写真:サンケイスポーツ
日本シリーズはきのうオリックスがヤクルトをくだして4勝2敗1分で優勝した。
ポイントは5回表の攻防にあった。
吉田正の押し出し死球で2点差とされ、なおも続いた2死満塁のピンチで杉本が打ち上げた打球にいったんは追い付いたが目測を誤り、まさかの後逸。走者一掃となり、5点差に突き放されたのだ。
テレビを見ていて塩見は捕球したものと確信した。なのにオリックスの走者がどんどんホームを駆け抜け、オリックスベンチもやんやの喝采……バカみたいと思った。

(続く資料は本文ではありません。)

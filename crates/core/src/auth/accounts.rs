use crate::auth::TokenEndpoint;
use crate::config::Settings;
use crate::domain::token::TokenGrant;
use anyhow::{Context, Result};
use std::time::Duration;

const DEFAULT_ACCOUNTS_URL: &str = "https://accounts.spotify.com";
const DEFAULT_TIMEOUT_SECS: u64 = 30;

/// Spotify accounts service: authorize URL and the token endpoint.
#[derive(Debug, Clone)]
pub struct SpotifyAccounts {
    http: reqwest::Client,
    accounts_url: String,
    client_id: String,
    client_secret: String,
    redirect_uri: String,
    scope: String,
}

impl SpotifyAccounts {
    pub fn from_settings(settings: &Settings) -> Result<Self> {
        let client_id = settings.require_spotify_client_id()?.to_string();
        let client_secret = settings.require_spotify_client_secret()?.to_string();
        let redirect_uri = settings.require_spotify_redirect_uri()?.to_string();

        let accounts_url = std::env::var("SPOTIFY_ACCOUNTS_URL")
            .unwrap_or_else(|_| DEFAULT_ACCOUNTS_URL.to_string());

        let http = reqwest::Client::builder()
            .timeout(Duration::from_secs(DEFAULT_TIMEOUT_SECS))
            .build()
            .context("failed to build Spotify accounts http client")?;

        Ok(Self {
            http,
            accounts_url,
            client_id,
            client_secret,
            redirect_uri,
            scope: settings.spotify_scope.clone(),
        })
    }

    pub fn authorize_url(&self, state: Option<&str>) -> Result<String> {
        let base = format!("{}/authorize", self.accounts_url.trim_end_matches('/'));
        let mut params = vec![
            ("client_id", self.client_id.as_str()),
            ("response_type", "code"),
            ("redirect_uri", self.redirect_uri.as_str()),
            ("scope", self.scope.as_str()),
        ];
        if let Some(state) = state {
            params.push(("state", state));
        }
        let url = reqwest::Url::parse_with_params(&base, &params)
            .with_context(|| format!("invalid Spotify accounts URL: {base}"))?;
        Ok(url.to_string())
    }

    async fn token_request(&self, form: &[(&str, &str)]) -> Result<TokenGrant> {
        let url = format!("{}/api/token", self.accounts_url.trim_end_matches('/'));
        let res = self
            .http
            .post(url)
            .basic_auth(&self.client_id, Some(&self.client_secret))
            .form(form)
            .send()
            .await
            .context("Spotify token request failed")?;

        let status = res.status();
        let text = res
            .text()
            .await
            .context("failed to read Spotify token response")?;
        if !status.is_success() {
            anyhow::bail!("Spotify token HTTP {status}: {text}");
        }

        serde_json::from_str::<TokenGrant>(&text).context("failed to parse Spotify token response")
    }
}

#[async_trait::async_trait]
impl TokenEndpoint for SpotifyAccounts {
    async fn exchange_code(&self, code: &str) -> Result<TokenGrant> {
        self.token_request(&[
            ("grant_type", "authorization_code"),
            ("code", code),
            ("redirect_uri", self.redirect_uri.as_str()),
        ])
        .await
    }

    async fn refresh(&self, refresh_token: &str) -> Result<TokenGrant> {
        self.token_request(&[
            ("grant_type", "refresh_token"),
            ("refresh_token", refresh_token),
        ])
        .await
    }
}

#[cfg(test)]
mod tests {
    use super::*;

    #[test]
    fn authorize_url_encodes_scope_and_redirect() {
        let settings = Settings {
            database_url: None,
            sentry_dsn: None,
            tmdb_api_key: None,
            spotify_client_id: Some("cid".to_string()),
            spotify_client_secret: Some("secret".to_string()),
            spotify_redirect_uri: Some("http://localhost:3000/auth/callback".to_string()),
            spotify_scope: "user-top-read user-read-private".to_string(),
            api_access_token: None,
        };
        let accounts = SpotifyAccounts::from_settings(&settings).unwrap();
        let url = accounts.authorize_url(Some("xyz")).unwrap();
        assert!(url.contains("client_id=cid"));
        assert!(url.contains("response_type=code"));
        assert!(url.contains("redirect_uri=http%3A%2F%2Flocalhost%3A3000%2Fauth%2Fcallback"));
        assert!(url.contains("scope=user-top-read+user-read-private"));
        assert!(url.ends_with("state=xyz"));
        assert!(!url.contains("secret"));
    }

    #[test]
    fn token_grant_parses_optional_fields() {
        let grant: TokenGrant =
            serde_json::from_str(r#"{"access_token":"a","token_type":"Bearer","expires_in":3600}"#)
                .unwrap();
        assert_eq!(grant.refresh_token, None);
        assert_eq!(grant.expires_in, Some(3600));
    }
}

実はボールが地面を転がっていたのである。プロの外野手が飛球のところへ行っていてそれを取れないなんて……思いもしなかった。このときフジテレビのアナウンサーも解説も何も言わなかったのではないか。だからテレビを見ていて事情がわからなかった。塩見の顔が映って元気がないのでやっと失策したのだとわかった。
野球のおもしろさは、球にグラブが触れていないと失策と判定されることが少ないこと。塩見のプレーもいったんは杉本の三塁打となったもののあまり守備がお粗末ゆえに「失策」に変更されたようだ。
この回グラブに球が触れない安打と記録されたミスはほかに二つ。
無死一塁からオリックス宮城のバントが、前進守備の村上三塁手と投手サイスニードの間を抜けて遊撃内野安打に。続く太田の三塁線へのバントも、村上が処理をサイスニードに任せてベースに戻ると、サイスニードが処理できずに無死満塁となった。
サイスニードはゴロをグラブに入れることができないが球は吉田正にぶつけている。満塁で打者にぶつけてどうする…考えられないアホであった。
ところで、塩見の大失策は記憶に残るであろうか。
失策で記憶にあるのが中日宇野選手の落球である。ウキィペディアで調べると「宇野ヘディング事件」として調べられるほどの有名な失策になってしまっている。1981年8月26日に後楽園球場で巨人山本のポップフライを取り損ね右側頭部に当ててしまった失策である。このとき中日は勝ったのでこのエラーそのもののマイナスはさほどでもなかった。ただしサッカーのように球が跳ねて派手な失策事件となってしまったのである。
塩見の失策は派手ではない。けれど被害としては甚大であった。野球に「たられば」はないが捕球していればまだ0-2であった。
グラブに球が触れないという失策はポイントがないので忘れられるかもしれない。「塩見スルー事件」は「宇野ヘディング事件」より言葉としてのインパクトが少ない。けれど失策としては考えられないほど大きなものであった。